Work required: Search the data for "reqwest". Each line containing it is to be copied.

Extracted entries:
--- START ---

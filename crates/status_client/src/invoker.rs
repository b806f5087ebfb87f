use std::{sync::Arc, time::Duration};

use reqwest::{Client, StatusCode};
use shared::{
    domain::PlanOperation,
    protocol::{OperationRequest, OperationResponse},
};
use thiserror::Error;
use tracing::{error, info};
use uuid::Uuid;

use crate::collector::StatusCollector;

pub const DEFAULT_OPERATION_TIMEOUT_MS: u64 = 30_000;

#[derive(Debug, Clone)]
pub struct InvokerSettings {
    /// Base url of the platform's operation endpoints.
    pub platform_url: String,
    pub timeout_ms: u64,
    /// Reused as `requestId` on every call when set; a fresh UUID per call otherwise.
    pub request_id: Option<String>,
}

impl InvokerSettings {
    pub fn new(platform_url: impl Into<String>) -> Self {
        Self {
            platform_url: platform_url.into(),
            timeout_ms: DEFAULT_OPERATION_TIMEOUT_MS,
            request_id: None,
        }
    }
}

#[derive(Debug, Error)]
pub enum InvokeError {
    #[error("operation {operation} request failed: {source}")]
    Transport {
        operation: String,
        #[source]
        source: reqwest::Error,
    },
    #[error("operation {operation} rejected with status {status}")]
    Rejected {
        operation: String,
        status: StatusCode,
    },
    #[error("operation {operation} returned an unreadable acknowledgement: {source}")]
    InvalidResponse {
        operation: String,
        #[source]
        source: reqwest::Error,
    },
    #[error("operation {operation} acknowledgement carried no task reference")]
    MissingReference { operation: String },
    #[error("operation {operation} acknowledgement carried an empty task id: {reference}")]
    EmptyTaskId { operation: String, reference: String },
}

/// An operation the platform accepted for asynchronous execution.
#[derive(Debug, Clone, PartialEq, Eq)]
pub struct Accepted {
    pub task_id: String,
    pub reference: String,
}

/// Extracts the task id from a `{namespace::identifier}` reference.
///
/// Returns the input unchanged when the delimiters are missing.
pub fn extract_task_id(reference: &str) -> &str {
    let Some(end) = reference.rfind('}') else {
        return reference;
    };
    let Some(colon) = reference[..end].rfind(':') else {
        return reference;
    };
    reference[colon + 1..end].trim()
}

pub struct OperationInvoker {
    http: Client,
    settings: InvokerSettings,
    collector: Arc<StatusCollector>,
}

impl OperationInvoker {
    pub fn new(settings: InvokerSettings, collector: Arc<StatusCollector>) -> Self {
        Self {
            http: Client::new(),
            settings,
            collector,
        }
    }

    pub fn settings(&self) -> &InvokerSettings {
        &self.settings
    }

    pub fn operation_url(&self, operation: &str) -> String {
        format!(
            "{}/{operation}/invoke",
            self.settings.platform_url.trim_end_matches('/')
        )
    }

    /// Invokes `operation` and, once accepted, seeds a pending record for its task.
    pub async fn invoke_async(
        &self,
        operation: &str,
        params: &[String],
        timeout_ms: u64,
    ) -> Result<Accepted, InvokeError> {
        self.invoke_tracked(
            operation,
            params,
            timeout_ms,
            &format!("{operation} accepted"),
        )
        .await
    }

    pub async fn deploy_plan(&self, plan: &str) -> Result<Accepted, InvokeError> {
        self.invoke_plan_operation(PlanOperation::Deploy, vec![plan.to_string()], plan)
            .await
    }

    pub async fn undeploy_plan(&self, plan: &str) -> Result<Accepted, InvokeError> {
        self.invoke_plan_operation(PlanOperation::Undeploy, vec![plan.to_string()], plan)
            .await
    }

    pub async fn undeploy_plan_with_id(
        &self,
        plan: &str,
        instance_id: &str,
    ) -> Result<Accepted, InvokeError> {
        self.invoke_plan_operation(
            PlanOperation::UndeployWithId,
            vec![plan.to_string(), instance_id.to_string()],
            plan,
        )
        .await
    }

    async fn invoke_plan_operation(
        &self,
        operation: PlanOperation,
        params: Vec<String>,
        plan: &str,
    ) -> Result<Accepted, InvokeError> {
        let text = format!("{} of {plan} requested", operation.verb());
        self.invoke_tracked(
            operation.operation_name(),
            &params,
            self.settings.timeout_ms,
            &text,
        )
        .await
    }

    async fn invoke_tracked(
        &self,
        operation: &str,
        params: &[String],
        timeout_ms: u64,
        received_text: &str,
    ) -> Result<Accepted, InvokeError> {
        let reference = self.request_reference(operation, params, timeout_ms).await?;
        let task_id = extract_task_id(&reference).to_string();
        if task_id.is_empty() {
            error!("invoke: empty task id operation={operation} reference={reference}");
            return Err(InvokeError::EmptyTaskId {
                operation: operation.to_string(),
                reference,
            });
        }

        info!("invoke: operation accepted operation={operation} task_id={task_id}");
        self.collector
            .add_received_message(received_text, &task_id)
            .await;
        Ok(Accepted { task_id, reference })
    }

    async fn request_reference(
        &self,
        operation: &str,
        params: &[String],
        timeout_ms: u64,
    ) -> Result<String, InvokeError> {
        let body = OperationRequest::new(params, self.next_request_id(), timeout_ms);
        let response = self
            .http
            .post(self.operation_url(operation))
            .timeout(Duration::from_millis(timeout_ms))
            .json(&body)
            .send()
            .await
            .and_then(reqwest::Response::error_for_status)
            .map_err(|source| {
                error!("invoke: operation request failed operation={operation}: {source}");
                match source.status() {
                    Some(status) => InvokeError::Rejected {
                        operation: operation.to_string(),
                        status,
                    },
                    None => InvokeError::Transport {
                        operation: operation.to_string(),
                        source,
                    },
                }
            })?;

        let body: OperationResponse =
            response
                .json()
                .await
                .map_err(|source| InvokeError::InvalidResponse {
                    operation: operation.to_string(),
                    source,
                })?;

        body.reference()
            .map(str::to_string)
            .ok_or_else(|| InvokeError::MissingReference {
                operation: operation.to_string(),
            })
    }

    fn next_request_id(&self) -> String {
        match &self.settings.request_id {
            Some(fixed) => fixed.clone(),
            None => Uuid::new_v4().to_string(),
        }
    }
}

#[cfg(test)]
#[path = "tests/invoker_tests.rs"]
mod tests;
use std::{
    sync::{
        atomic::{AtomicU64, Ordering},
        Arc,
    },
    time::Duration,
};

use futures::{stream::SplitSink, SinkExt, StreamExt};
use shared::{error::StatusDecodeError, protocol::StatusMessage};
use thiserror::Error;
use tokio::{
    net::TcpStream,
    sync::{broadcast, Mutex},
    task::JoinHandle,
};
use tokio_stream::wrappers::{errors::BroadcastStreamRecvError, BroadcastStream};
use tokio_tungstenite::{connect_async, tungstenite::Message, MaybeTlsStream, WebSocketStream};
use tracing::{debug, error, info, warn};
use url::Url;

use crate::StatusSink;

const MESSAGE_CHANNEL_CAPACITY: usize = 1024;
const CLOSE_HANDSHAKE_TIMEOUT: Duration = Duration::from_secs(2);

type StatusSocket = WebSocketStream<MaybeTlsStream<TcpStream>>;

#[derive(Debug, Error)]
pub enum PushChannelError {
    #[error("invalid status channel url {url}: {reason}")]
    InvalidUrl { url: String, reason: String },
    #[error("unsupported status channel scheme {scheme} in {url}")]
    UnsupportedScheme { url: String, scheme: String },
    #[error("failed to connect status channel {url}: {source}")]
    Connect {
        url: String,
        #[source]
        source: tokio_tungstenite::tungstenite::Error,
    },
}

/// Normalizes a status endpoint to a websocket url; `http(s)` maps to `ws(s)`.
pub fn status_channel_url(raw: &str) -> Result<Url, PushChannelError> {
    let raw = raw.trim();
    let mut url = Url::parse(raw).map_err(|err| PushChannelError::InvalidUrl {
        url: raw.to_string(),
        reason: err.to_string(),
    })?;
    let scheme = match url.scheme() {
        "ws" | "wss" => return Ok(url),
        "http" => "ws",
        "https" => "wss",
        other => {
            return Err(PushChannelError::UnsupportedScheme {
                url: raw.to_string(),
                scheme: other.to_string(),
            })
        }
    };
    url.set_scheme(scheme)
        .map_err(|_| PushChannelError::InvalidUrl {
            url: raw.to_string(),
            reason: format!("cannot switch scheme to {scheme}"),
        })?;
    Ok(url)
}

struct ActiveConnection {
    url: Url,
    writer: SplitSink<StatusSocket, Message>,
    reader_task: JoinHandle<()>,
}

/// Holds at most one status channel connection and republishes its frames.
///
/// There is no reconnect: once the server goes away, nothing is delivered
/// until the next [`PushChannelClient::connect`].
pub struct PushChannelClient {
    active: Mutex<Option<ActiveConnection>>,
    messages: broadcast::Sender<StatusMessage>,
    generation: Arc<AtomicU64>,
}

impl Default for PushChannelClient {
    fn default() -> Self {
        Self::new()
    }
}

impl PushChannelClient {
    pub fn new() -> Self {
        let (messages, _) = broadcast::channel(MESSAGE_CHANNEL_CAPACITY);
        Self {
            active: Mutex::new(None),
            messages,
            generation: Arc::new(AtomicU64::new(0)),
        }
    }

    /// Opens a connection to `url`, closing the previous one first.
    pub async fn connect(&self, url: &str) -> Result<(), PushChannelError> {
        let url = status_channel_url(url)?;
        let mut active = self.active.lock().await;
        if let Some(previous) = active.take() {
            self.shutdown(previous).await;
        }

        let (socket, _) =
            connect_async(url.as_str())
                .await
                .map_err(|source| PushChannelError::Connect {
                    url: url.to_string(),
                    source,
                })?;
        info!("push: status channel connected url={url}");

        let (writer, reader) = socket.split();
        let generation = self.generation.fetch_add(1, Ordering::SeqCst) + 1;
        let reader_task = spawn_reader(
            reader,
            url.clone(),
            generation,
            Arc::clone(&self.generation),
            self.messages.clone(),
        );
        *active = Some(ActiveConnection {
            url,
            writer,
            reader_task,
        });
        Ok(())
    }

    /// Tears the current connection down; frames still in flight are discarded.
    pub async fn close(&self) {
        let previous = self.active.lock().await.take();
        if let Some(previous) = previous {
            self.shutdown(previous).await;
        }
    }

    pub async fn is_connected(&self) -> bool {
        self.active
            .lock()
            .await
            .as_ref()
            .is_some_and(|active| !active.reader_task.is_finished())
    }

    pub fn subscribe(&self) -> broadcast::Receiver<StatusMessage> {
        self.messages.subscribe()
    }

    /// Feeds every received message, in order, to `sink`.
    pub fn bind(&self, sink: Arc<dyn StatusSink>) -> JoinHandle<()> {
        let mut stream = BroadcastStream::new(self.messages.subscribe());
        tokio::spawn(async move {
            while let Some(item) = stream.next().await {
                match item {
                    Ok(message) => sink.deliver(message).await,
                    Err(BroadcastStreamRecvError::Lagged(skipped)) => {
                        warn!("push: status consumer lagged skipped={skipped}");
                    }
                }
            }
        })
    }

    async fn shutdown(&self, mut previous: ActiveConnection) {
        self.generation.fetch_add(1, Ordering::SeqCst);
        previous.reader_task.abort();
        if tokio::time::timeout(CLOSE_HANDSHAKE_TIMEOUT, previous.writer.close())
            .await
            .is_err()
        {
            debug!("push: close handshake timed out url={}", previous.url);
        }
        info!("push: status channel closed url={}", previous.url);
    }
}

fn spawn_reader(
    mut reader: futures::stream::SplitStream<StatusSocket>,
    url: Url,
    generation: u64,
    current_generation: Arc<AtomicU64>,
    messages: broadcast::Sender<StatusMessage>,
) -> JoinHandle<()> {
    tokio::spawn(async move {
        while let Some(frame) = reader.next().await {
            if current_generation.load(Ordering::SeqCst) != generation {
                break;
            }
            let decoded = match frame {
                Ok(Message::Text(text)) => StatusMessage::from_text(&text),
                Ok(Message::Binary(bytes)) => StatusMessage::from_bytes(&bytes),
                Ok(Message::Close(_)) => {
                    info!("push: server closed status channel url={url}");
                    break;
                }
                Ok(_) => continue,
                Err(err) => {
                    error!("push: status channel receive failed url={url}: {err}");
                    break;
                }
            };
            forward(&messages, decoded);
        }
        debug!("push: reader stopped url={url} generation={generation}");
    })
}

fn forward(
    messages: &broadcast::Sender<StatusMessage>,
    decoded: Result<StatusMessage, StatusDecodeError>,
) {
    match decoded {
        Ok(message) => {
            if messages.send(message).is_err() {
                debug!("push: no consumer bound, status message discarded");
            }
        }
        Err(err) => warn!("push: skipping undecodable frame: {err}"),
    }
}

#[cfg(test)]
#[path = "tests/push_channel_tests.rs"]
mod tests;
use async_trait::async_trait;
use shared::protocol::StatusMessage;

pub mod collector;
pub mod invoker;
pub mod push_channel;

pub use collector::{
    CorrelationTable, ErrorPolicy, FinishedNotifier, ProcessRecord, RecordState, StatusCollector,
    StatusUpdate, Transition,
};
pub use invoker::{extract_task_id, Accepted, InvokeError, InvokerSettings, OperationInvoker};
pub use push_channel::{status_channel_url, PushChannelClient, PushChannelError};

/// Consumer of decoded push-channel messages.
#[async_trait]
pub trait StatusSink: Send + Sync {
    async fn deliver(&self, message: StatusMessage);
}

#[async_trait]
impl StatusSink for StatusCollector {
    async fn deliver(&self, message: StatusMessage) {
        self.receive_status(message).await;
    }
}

--- END ---

Response below:
use reqwest::{Client, StatusCode};
        source: reqwest::Error,
        source: reqwest::Error,
            .and_then(reqwest::Response::error_for_status)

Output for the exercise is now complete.